Before I saw this new report, I had no idea what “twerking” was. I’m not sure what to do with this knowledge, but I now know what this suggestive butt-shaking is all about. And this twerking story also revolves around social media. Scripps Ranch High School students found themselves in very hot water after one student decided to share a student-produced twerking video on YouTube. A few problems with that? The video was made on campus and with school equipment.
I say many, many, many times in my social media sessions, “Nothing is private.” That speaks to things you choose to record or allow others to record (and even things you didn’t know are being recorded). It certainly applies to the things you post online.
A series of bad decisions led to this video getting made and posted to YouTube. This is not only a “think before you tweet” lesson, but a “think before you do.” What purpose does any of this serve? How will college admissions officers judge this video, and the decision to be in the video? This is another example of a misguided use of social media, and decisions which will only hurt these students in the long run.
Train students to use social media responsibly.
Even at the college level, students made a poor choice this week when it came to posting photos on Instagram. Members of the Alpha Chi Omega sorority at CSU San Marcos posted photos of themselves dressed like Latina gang members. Apparently the photos were taken during a retreat.
A few things are disturbing, in addition to the blatant cultural disrespect. A friend of one of the Alpha Chi Omega members said, “We can’t nit-pick every little thing, because there’s a lot more worse things that could happen.” This tells me that many students might think this is “no big deal.” The other problem is that the news report ends with,
“A spokesperson for CSU San Marcos told 10News no disciplinary action will be taken against the sorority, but that extra diversity training will soon be offered to all students, especially incoming freshmen.”
Where is the social media training? These students will continue to do “stupid stuff” on social media if they are not taught the impact their actions have online. Yes, they need to be more culturally sensitive, however, they need to be more responsible with their communication via social media. I’ve spoken with fraternities and sororities who made similar mistakes on social networks and were disciplined by the university. Part of their requirement to lift sanctions?
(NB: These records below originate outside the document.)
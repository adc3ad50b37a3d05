//! Request orchestration
//!
//! The pipeline shared by all three endpoints: authenticate, normalize
//! the client request, pick a credential (or delegate to an external
//! account), build the upstream payload, open the upstream stream, and
//! wire it through the matching SSE generator or collector. Errors are
//! mapped to the client's wire format at the boundary.

use std::pin::Pin;
use std::sync::Arc;

use axum::body::Bytes;
use axum::extract::State;
use axum::http::HeaderMap;
use axum::response::Response;
use futures::Stream;

use crate::config::adaptive_timeout;
use crate::convert::anthropic::{normalize_anthropic_request, AnthropicMessagesRequest};
use crate::convert::openai::{normalize_openai_request, OpenAiChatRequest};
use crate::convert::upstream::{build_upstream_payload, PayloadOptions};
use crate::convert::ConversationRequest;
use crate::error::{
    classify_upstream_error, upstream_error_to_gateway, GatewayError, UpstreamErrorKind,
    WireFormat,
};
use crate::pool::Allocation;
use crate::stream::anthropic_sse::{collect_anthropic_response, stream_to_anthropic};
use crate::stream::buffered::stream_to_anthropic_buffered;
use crate::stream::openai_sse::{collect_openai_response, stream_to_openai};
use crate::stream::{open_upstream_stream, StreamContext, UpstreamOpen};
use crate::util::{generate_conversation_id, truncate_utf8_safe};

use super::{
    authenticate, external, json_response, sse_response, with_completion, AppState,
};

/// POST /v1/chat/completions
pub async fn openai_chat_completions(
    State(state): State<Arc<AppState>>,
    headers: HeaderMap,
    body: Bytes,
) -> Response {
    let debug_mode = state.config.debug_mode;
    let result: Result<_, GatewayError> = async {
        let user_id = authenticate(&state, &headers)?;
        let request: OpenAiChatRequest = serde_json::from_slice(&body)
            .map_err(|e| GatewayError::InvalidRequest(format!("Invalid request body: {}", e)))?;
        let normalized = normalize_openai_request(request);
        Ok((user_id, normalized))
    }
    .await;

    match result {
        Ok((user_id, normalized)) => {
            process_request(
                state,
                user_id,
                normalized,
                WireFormat::OpenAi,
                false,
                "/v1/chat/completions",
            )
            .await
        }
        Err(e) => e.into_response_for(WireFormat::OpenAi, debug_mode),
    }
}

/// POST /v1/messages
pub async fn anthropic_messages(
    State(state): State<Arc<AppState>>,
    headers: HeaderMap,
    body: Bytes,
) -> Response {
    anthropic_endpoint(state, headers, body, false, "/v1/messages").await
}

/// POST /cc/v1/messages - buffered streaming semantics
pub async fn anthropic_messages_buffered(
    State(state): State<Arc<AppState>>,
    headers: HeaderMap,
    body: Bytes,
) -> Response {
    anthropic_endpoint(state, headers, body, true, "/cc/v1/messages").await
}

async fn anthropic_endpoint(
    state: Arc<AppState>,
    headers: HeaderMap,
    body: Bytes,
    buffered: bool,
    endpoint: &'static str,
) -> Response {
    let debug_mode = state.config.debug_mode;
    let result: Result<_, GatewayError> = async {
        let user_id = authenticate(&state, &headers)?;
        let request: AnthropicMessagesRequest = serde_json::from_slice(&body)
            .map_err(|e| GatewayError::InvalidRequest(format!("Invalid request body: {}", e)))?;
        let normalized = normalize_anthropic_request(request);
        Ok((user_id, normalized))
    }
    .await;

    match result {
        Ok((user_id, normalized)) => {
            process_request(state, user_id, normalized, WireFormat::Anthropic, buffered, endpoint)
                .await
        }
        Err(e) => e.into_response_for(WireFormat::Anthropic, debug_mode),
    }
}

/// Core pipeline once the request is normalized.
async fn process_request(
    state: Arc<AppState>,
    user_id: Option<i64>,
    request: ConversationRequest,
    format: WireFormat,
    buffered: bool,
    endpoint: &'static str,
) -> Response {
    let debug_mode = state.config.debug_mode;
    match run_pipeline(state, user_id, request, format, buffered, endpoint).await {
        Ok(response) => response,
        Err(e) => e.into_response_for(format, debug_mode),
    }
}

async fn run_pipeline(
    state: Arc<AppState>,
    user_id: Option<i64>,
    request: ConversationRequest,
    format: WireFormat,
    buffered: bool,
    endpoint: &'static str,
) -> Result<Response, GatewayError> {
    tracing::debug!(
        "POST {} model={} stream={} user={:?}",
        endpoint,
        request.model,
        request.stream,
        user_id
    );

    let allocation = state.allocator.allocate(user_id, &request.model).await?;

    let (credential, manager) = match allocation {
        Allocation::External(account) => {
            return Ok(
                external::handle_external(state, account, request, format, endpoint).await,
            );
        }
        Allocation::Credential { credential, manager } => (credential, manager),
    };

    let access_token = match manager.get_access_token().await {
        Ok(token) => token,
        Err(e) => {
            // Refresh rejection: this credential no longer authenticates
            state.allocator.mark_invalid(&credential).await;
            state.allocator.record_outcome(credential.id, false);
            return Err(GatewayError::UpstreamAuth(format!(
                "Upstream authentication failed: {}",
                e
            )));
        }
    };

    let conversation_id = generate_conversation_id();
    let profile_arn = match manager.profile_arn().await {
        Some(arn) => Some(arn),
        None => state.config.profile_arn.clone(),
    };
    let payload = build_upstream_payload(
        &request,
        &PayloadOptions {
            conversation_id: &conversation_id,
            profile_arn: profile_arn.as_deref(),
            tool_description_max_length: state.config.tool_description_max_length,
        },
    );

    let url = format!("{}/generateAssistantResponse", manager.api_host());
    let open = match open_upstream_stream(
        &state.http,
        &url,
        &access_token,
        &payload,
        state.config.first_token_timeout,
        state.config.first_token_max_retries,
    )
    .await
    {
        Ok(open) => open,
        Err(e) => {
            state.allocator.record_outcome(credential.id, false);
            return Err(e);
        }
    };

    let upstream = match open {
        UpstreamOpen::Stream(upstream) => upstream,
        UpstreamOpen::ErrorStatus { status, body } => {
            let info = classify_upstream_error(&body);
            tracing::error!(
                "Error from upstream API: {} - {}",
                status,
                truncate_utf8_safe(&info.message, 200)
            );
            if info.kind == UpstreamErrorKind::Quota {
                state.allocator.mark_expired(&credential).await;
            }
            state.allocator.record_outcome(credential.id, false);
            return Err(upstream_error_to_gateway(status, &info));
        }
    };

    let ctx = StreamContext {
        model: request.model.clone(),
        thinking_enabled: request.thinking.is_enabled(),
        request_messages: request.messages_for_tokenizer(),
        request_tools: request.tools_for_tokenizer(),
        read_timeout: adaptive_timeout(&request.model, state.config.stream_read_timeout),
        max_consecutive_timeouts: state.config.max_consecutive_timeouts,
    };

    if request.stream {
        let generator: Pin<Box<dyn Stream<Item = String> + Send>> = match (format, buffered) {
            (WireFormat::Anthropic, true) => {
                Box::pin(stream_to_anthropic_buffered(upstream, ctx))
            }
            (WireFormat::Anthropic, false) => Box::pin(stream_to_anthropic(upstream, ctx)),
            (WireFormat::OpenAi, _) => Box::pin(stream_to_openai(upstream, ctx)),
        };

        let credential_id = credential.id;
        let done_state = state.clone();
        let stream = with_completion(generator, move || {
            done_state.allocator.record_outcome(credential_id, true);
            tracing::info!("HTTP 200 - POST {} (streaming) - completed", endpoint);
        });
        Ok(sse_response(stream))
    } else {
        let collected = match format {
            WireFormat::Anthropic => collect_anthropic_response(upstream, ctx).await,
            WireFormat::OpenAi => collect_openai_response(upstream, ctx).await,
        };
        match collected {
            Ok(value) => {
                state.allocator.record_outcome(credential.id, true);
                tracing::info!("HTTP 200 - POST {} (non-streaming) - completed", endpoint);
                Ok(json_response(&value))
            }
            Err(e) => {
                state.allocator.record_outcome(credential.id, false);
                Err(e)
            }
        }
    }
}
Learn how to use social media more positively and for better purposes.
These three news reports differ drastically in what actions occurred, however, what they all have in common is that our San Diego high school and university students have a grave misunderstanding of how social media can work against you when you do not behave responsibly online. I’m sure all of these students thought that they wouldn’t get caught, either. And that’s a behavior that’s even more disturbing. Our young adults need to understand that what they do online is just as serious and just as REAL as what they do offline. Behaving badly online is not something you can get away with. Your actions in both realities will catch up to you. I’d like to see more of our students truly understand that.